Amazon CEO Jeff Bezos holds up the new Amazon Fire Phone at the launch event Wednesda in Seattle. (AP Photo/Ted S. Warren)

Facebook had a worldwide outage for about 30 minutes early this morning. No word yet on the cause, Mark Scott and David Jolly report at the New York Times Bits Blog, but everything seems to be OK now.

How far into the future are media company CTOs looking? Hearst is looking further than BuzzFeed, according to Justin Hendrix’s series of interviews at Medium, which Liam Andrew aggregated at Nieman Lab.
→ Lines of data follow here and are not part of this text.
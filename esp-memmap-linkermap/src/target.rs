//! SoC target detection from linker-script lines.

use once_cell::sync::Lazy;
use regex::Regex;

static IDF_TARGET: Lazy<Regex> = Lazy::new(|| Regex::new(r"IDF_TARGET_(\S*) =").unwrap());
static PROJECT_ELF_SRC: Lazy<Regex> =
    Lazy::new(|| Regex::new(r"project_elf_src_(\S*)\.c\.obj").unwrap());
static XTENSA_LOAD: Lazy<Regex> =
    Lazy::new(|| Regex::new(r"^LOAD .*?/xtensa-(esp[^-]+)-elf/").unwrap());

/// Tries the three target-detection patterns against one line, in priority
/// order. Returns `None` if none match; the caller tries the next line.
pub fn detect_target_in_line(line: &str) -> Option<String> {
    if let Some(captures) = IDF_TARGET.captures(line) {
        return Some(captures[1].to_lowercase());
    }
    if let Some(captures) = PROJECT_ELF_SRC.captures(line) {
        return Some(captures[1].to_owned());
    }
    if let Some(captures) = XTENSA_LOAD.captures(line) {
        return Some(captures[1].to_owned());
    }
    None
}

/// Scans `lines` in order and returns the first detected target, or `None`
/// if the caller must supply one externally.
pub fn detect_target<'a>(lines: impl IntoIterator<Item = &'a str>) -> Option<String> {
    lines.into_iter().find_map(detect_target_in_line)
}

#[cfg(test)]
mod tests {
    use super::*;

    #[test]
    fn idf_target_is_lowercased() {
        assert_eq!(
            detect_target_in_line("#define IDF_TARGET_ESP32 ="),
            Some("esp32".to_owned())
        );
    }

    #[test]
    fn project_elf_src_is_unchanged() {
        assert_eq!(
            detect_target_in_line("CMakeFiles/app.elf.dir/project_elf_src_esp32s3.c.obj"),
            Some("esp32s3".to_owned())
        );
    }

    #[test]
    fn xtensa_load_line_requires_column_zero() {
        assert_eq!(
            detect_target_in_line("LOAD /opt/toolchains/xtensa-esp32-elf/lib/libc.a"),
            Some("esp32".to_owned())
        );
        assert_eq!(
            detect_target_in_line(" LOAD /opt/toolchains/xtensa-esp32-elf/lib/libc.a"),
            None
        );
    }

    #[test]
    fn first_match_wins() {
        let lines = vec![
            "nothing",
            "project_elf_src_esp32c3.c.obj",
            "#define IDF_TARGET_ESP32 =",
        ];
        assert_eq!(detect_target(lines), Some("esp32c3".to_owned()));
    }
}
Twitter now supports in-line animated GIFs on the Web and in its iPhone and Android apps. According to Mashable’s Kurt Wagner, “it does not appear as though Twitter GIF support extends to Tweetdeck or tablets.”

Slate is a master of Facebook sharing, but that comes at a cost: vocal commenters decrying the site’s use of clickbait. American Journalism Review’s Cory Blair gathers some examples and asks Slate’s Jeremy Stahl if the complaints are legitimate.

PureWow, a women’s lifestyle site, gets 10 percent of its traffic from Pinterest, so it has created a “custom ad product to help monetize readers’ Pinterest activity,” Digiday’s Ricardo Bilton reports.

Over at PBS MediaShift, Susan Currie Sivek looks at how analytics are being used at Reader’s Digest and digital publishing platform Mag+. At Readers Digest, the numbers said to scale back interactivity on mobile phones and the Kindle Fire, but to keep it on the iPad.